> Given data
#[cfg(test)]
mod tests {
    use super::*;
    use std::path::PathBuf;

    fn domain(host: &str, api_enabled: bool) -> DomainRoute {
        DomainRoute {
            host: host.to_string(),
            static_root: PathBuf::from("."),
            api_enabled,
        }
    }

    fn example_cache() -> AssetCache {
        let mut cache = AssetCache::default();
        cache.insert("example.com", "/index.html", b"<h1>home</h1>");
        cache.insert("example.com", "/about.html", b"<h1>about</h1>");
        cache.insert("example.com", "/css/app.css", b"body{}");
        cache.insert("example.com", "/docs/index.html", b"<h1>docs</h1>");
        cache.insert("example.com", "/Guide.HTML", b"<h1>guide</h1>");
        cache.insert("bare.test", "/logo.png", b"png");
        cache.insert("bare.test", "/blog.html", b"<h1>blog</h1>");
        cache
    }

    fn classify<'a>(
        cache: &'a AssetCache,
        policy: &'a CachePolicy,
        domain: &DomainRoute,
        path: &str,
    ) -> Resolution<'a> {
        Classifier::new(cache, policy).classify(domain, path, &Method::GET)
    }

    #[test]
    fn test_normalize_path() {
        assert_eq!(normalize_path(""), "/");
        assert_eq!(normalize_path("/"), "/");
        assert_eq!(normalize_path("about"), "/about");
        assert_eq!(normalize_path("//css///app.css"), "/css/app.css");
        assert_eq!(normalize_path("/docs//"), "/docs/");
    }

    #[test]
    fn test_normalize_path_idempotent() {
        for raw in ["", "/", "////", "a//b", "//x//y//", "/a/b/c", "no/leading", "/./x//.."] {
            let once = normalize_path(raw);
            assert_eq!(normalize_path(&once), once, "not idempotent for {raw:?}");
            assert!(once.starts_with('/'));
            assert!(!once.contains("//"));
        }
    }

    #[test]
    fn test_has_extension() {
        assert!(has_extension("/css/app.css"));
        assert!(has_extension("/archive.tar.gz"));
        assert!(!has_extension("/about"));
        assert!(!has_extension("/"));
        assert!(!has_extension("/.well-known"));
        assert!(!has_extension("/v1.2/users"));
        assert!(!has_extension("/docs/"));
    }

    #[test]
    fn test_root_serves_directory_index() {
        let (cache, policy) = (example_cache(), CachePolicy::default());
        let res = classify(&cache, &policy, &domain("example.com", false), "/");
        assert_eq!(res.kind, MatchKind::DirectoryIndex);
        assert_eq!(res.status(), Some(200));
        assert_eq!(&res.asset.unwrap().bytes[..], b"<h1>home</h1>");
        assert!(res.asset.unwrap().content_type.starts_with("text/html"));
        assert_eq!(res.cache_control, Some(CacheControl::ShortLived));
        assert!(res.is_html);
    }

    #[test]
    fn test_nested_directory_index() {
        let (cache, policy) = (example_cache(), CachePolicy::default());
        let res = classify(&cache, &policy, &domain("example.com", false), "/docs/");
        assert_eq!(res.kind, MatchKind::DirectoryIndex);
        assert_eq!(&res.asset.unwrap().bytes[..], b"<h1>docs</h1>");
    }

    #[test]
    fn test_extensionless_html() {
        let (cache, policy) = (example_cache(), CachePolicy::default());
        let res = classify(&cache, &policy, &domain("example.com", false), "/about");
        assert_eq!(res.kind, MatchKind::ExtensionlessHtml);
        assert_eq!(&res.asset.unwrap().bytes[..], b"<h1>about</h1>");
        assert_eq!(res.cache_control, Some(CacheControl::ShortLived));
    }

    #[test]
    fn test_static_exact_is_immutable() {
        let (cache, policy) = (example_cache(), CachePolicy::default());
        let res = classify(&cache, &policy, &domain("example.com", false), "/css/app.css");
        assert_eq!(res.kind, MatchKind::StaticExact);
        assert_eq!(res.asset.unwrap().content_type, "text/css");
        assert_eq!(res.cache_control, Some(CacheControl::Immutable));
        assert!(!res.is_html);
    }

    #[test]
    fn test_static_exact_html_is_short_lived() {
        let (cache, policy) = (example_cache(), CachePolicy::default());
        let res = classify(&cache, &policy, &domain("example.com", false), "/about.html");
        assert_eq!(res.kind, MatchKind::StaticExact);
        assert!(res.is_html);
        assert_eq!(res.cache_control, Some(CacheControl::ShortLived));

        let res = classify(&cache, &policy, &domain("example.com", false), "/Guide.HTML");
        assert_eq!(res.kind, MatchKind::StaticExact);
        assert!(res.is_html);
        assert_eq!(res.cache_control, Some(CacheControl::ShortLived));
    }

    #[test]
    fn test_missing_extension_asset_never_falls_back() {
        let (cache, policy) = (example_cache(), CachePolicy::default());
        for path in ["/css/missing.css", "/img/logo.png", "/missing.html", "/a/b/c.js"] {
            let res = classify(&cache, &policy, &domain("example.com", false), path);
            assert_eq!(res.kind, MatchKind::NotFound, "{path}");
            assert_eq!(res.status(), Some(404));
            assert!(res.asset.is_none());
        }
    }

    #[test]
    fn test_spa_fallback_for_unknown_routes() {
        let (cache, policy) = (example_cache(), CachePolicy::default());
        let res = classify(&cache, &policy, &domain("example.com", false), "/dashboard/settings");
        assert_eq!(res.kind, MatchKind::SpaFallback);
        assert_eq!(&res.asset.unwrap().bytes[..], b"<h1>home</h1>");
        assert_eq!(res.cache_control, Some(CacheControl::ShortLived));

        let res = classify(&cache, &policy, &domain("example.com", false), "/missing/dir/");
        assert_eq!(res.kind, MatchKind::SpaFallback);
    }

    #[test]
    fn test_not_found_without_spa_shell() {
        let (cache, policy) = (example_cache(), CachePolicy::default());
        let bare = domain("bare.test", false);
        assert_eq!(classify(&cache, &policy, &bare, "/dashboard").kind, MatchKind::NotFound);
        assert_eq!(classify(&cache, &policy, &bare, "/").kind, MatchKind::NotFound);
        assert_eq!(classify(&cache, &policy, &bare, "/blog").kind, MatchKind::ExtensionlessHtml);
    }

    #[test]
    fn test_api_passthrough_only_when_enabled() {
        let (cache, policy) = (example_cache(), CachePolicy::default());
        let res = classify(&cache, &policy, &domain("example.com", true), "/api/hello");
        assert_eq!(res.kind, MatchKind::ApiPassthrough);
        assert_eq!(res.status(), None);
        assert!(res.asset.is_none());

        let res = classify(&cache, &policy, &domain("example.com", false), "/api/hello");
        assert_ne!(res.kind, MatchKind::ApiPassthrough);
        assert_eq!(res.kind, MatchKind::SpaFallback);
    }

    #[test]
    fn test_api_prefix_beats_static_lookup() {
        let mut cache = example_cache();
        cache.insert("example.com", "/api/schema.json", b"{}");
        let policy = CachePolicy::default();
        let res = classify(&cache, &policy, &domain("example.com", true), "//api//schema.json");
        assert_eq!(res.kind, MatchKind::ApiPassthrough);
        assert_eq!(res.path, "/api/schema.json");
    }

    #[test]
    fn test_api_requires_trailing_slash_after_prefix() {
        let (cache, policy) = (example_cache(), CachePolicy::default());
        let res = classify(&cache, &policy, &domain("example.com", true), "/api");
        assert_eq!(res.kind, MatchKind::SpaFallback);
        let res = classify(&cache, &policy, &domain("example.com", true), "/apis/x");
        assert_eq!(res.kind, MatchKind::SpaFallback);
    }

    #[test]
    fn test_repeated_slashes_resolve_like_clean_path() {
        let (cache, policy) = (example_cache(), CachePolicy::default());
        let res = classify(&cache, &policy, &domain("example.com", false), "//css//app.css");
        assert_eq!(res.kind, MatchKind::StaticExact);
        assert_eq!(res.path, "/css/app.css");
    }

    #[test]
    fn test_head_only_flag() {
        let (cache, policy) = (example_cache(), CachePolicy::default());
        let classifier = Classifier::new(&cache, &policy);
        let d = domain("example.com", false);
        assert!(classifier.classify(&d, "/", &Method::HEAD).head_only);
        assert!(classifier.classify(&d, "/nope.css", &Method::HEAD).head_only);
        assert!(!classifier.classify(&d, "/", &Method::POST).head_only);
    }

    #[test]
    fn test_custom_no_cache_extensions() {
        let cache = example_cache();
        let policy = CachePolicy::new(&[".css".to_string()]);
        let d = domain("example.com", false);
        let res = classify(&cache, &policy, &d, "/css/app.css");
        assert_eq!(res.cache_control, Some(CacheControl::ShortLived));
        let res = classify(&cache, &policy, &d, "/about");
        assert_eq!(res.cache_control, Some(CacheControl::Immutable));
        assert!(res.is_html);
    }
}
// Metrics listener request handling

use std::convert::Infallible;
use std::sync::Arc;

use hyper::{Method, Request};

use crate::config::AppState;
use crate::http::{self, HttpResponse};

/// Serve the Prometheus exposition on the configured path, 404 elsewhere
pub async fn handle_metrics_request<B>(
    req: Request<B>,
    state: Arc<AppState>,
) -> Result<HttpResponse, Infallible> {
    let is_head = req.method() == Method::HEAD;
    let wants_metrics = matches!(*req.method(), Method::GET | Method::HEAD)
        && req.uri().path() == state.config.metrics.path;

    match (&state.metrics, wants_metrics) {
        (Some(handle), true) => Ok(http::build_metrics_response(handle.render())),
        _ => Ok(http::build_404_response(is_head)),
    }
}
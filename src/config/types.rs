// Configuration types module
// Defines all configuration-related data structures

use serde::Deserialize;

/// Main configuration structure
#[derive(Debug, Deserialize, Clone)]
pub struct Config {
    pub server: ServerConfig,
    pub metrics: MetricsConfig,
    pub logging: LoggingConfig,
    pub performance: PerformanceConfig,
    pub http: HttpConfig,
    pub site: SiteConfig,
}

/// Server configuration
#[derive(Debug, Deserialize, Clone)]
pub struct ServerConfig {
    pub host: String,
    pub port: u16,
    pub workers: Option<usize>,
}

/// Prometheus exposition listener
#[derive(Debug, Deserialize, Clone)]
pub struct MetricsConfig {
    pub enabled: bool,
    pub host: String,
    pub port: u16,
    pub path: String,
}

/// Logging configuration
#[derive(Debug, Deserialize, Clone)]
pub struct LoggingConfig {
    pub level: String,
    pub access_log: bool,
    /// Access log format (combined, common, json, or custom pattern)
    #[serde(default = "default_access_log_format")]
    pub access_log_format: String,
    /// Access log file path (optional, stdout if not set)
    #[serde(default)]
    pub access_log_file: Option<String>,
    /// Error log file path (optional, stderr if not set)
    #[serde(default)]
    pub error_log_file: Option<String>,
}

#[allow(clippy::missing_const_for_fn)]
fn default_access_log_format() -> String {
    "combined".to_string()
}

/// Performance configuration
#[derive(Debug, Deserialize, Clone)]
pub struct PerformanceConfig {
    pub keep_alive_timeout: u64,
    pub read_timeout: u64,
    pub write_timeout: u64,
    pub max_connections: Option<u64>,
    /// Seconds to wait for in-flight connections on shutdown
    pub shutdown_grace_period: u64,
}

/// HTTP configuration
#[derive(Debug, Deserialize, Clone)]
pub struct HttpConfig {
    pub server_name: String,
    pub max_body_size: u64,
}

/// Virtual hosts served by this process
#[derive(Debug, Deserialize, Clone)]
pub struct SiteConfig {
    /// Domain that local aliases are mapped onto
    pub localhost_test_domain: String,
    #[serde(default = "default_local_aliases")]
    pub local_aliases: Vec<String>,
    /// Extensions served with the short-lived cache policy
    #[serde(default = "default_no_cache_extensions")]
    pub no_cache_extensions: Vec<String>,
    #[serde(default)]
    pub domains: Vec<DomainConfig>,
}

fn default_local_aliases() -> Vec<String> {
    vec!["localhost".to_string(), "remu".to_string()]
}

fn default_no_cache_extensions() -> Vec<String> {
    vec![".html".to_string()]
}

/// One `[[site.domains]]` entry
#[derive(Debug, Deserialize, Clone, PartialEq, Eq)]
pub struct DomainConfig {
    pub host: String,
    pub static_path: String,
    #[serde(default)]
    pub api_enabled: bool,
}
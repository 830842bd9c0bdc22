// Signal handling module
//
// Supported signals:
// - SIGTERM: Graceful shutdown
// - SIGINT:  Graceful shutdown (Ctrl+C)
//
// Other platforms only get Ctrl+C.

/// Wait for the first shutdown signal and return its name
#[cfg(unix)]
pub async fn wait_for_shutdown() -> std::io::Result<&'static str> {
    use tokio::signal::unix::{signal, SignalKind};

    let mut sigterm = signal(SignalKind::terminate())?;
    let mut sigint = signal(SignalKind::interrupt())?;

    tokio::select! {
        _ = sigterm.recv() => Ok("SIGTERM"),
        _ = sigint.recv() => Ok("SIGINT"),
    }
}

/// Windows fallback - only handles Ctrl+C
#[cfg(not(unix))]
pub async fn wait_for_shutdown() -> std::io::Result<&'static str> {
    tokio::signal::ctrl_c().await?;
    Ok("Ctrl+C")
}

> What you are asked to do
Gather from the entries above all lines that include the string "schema".

> Result of the task
        cache.insert("example.com", "/api/schema.json", b"{}");
        let res = classify(&cache, &policy, &domain("example.com", true), "//api//schema.json");
        assert_eq!(res.path, "/api/schema.json");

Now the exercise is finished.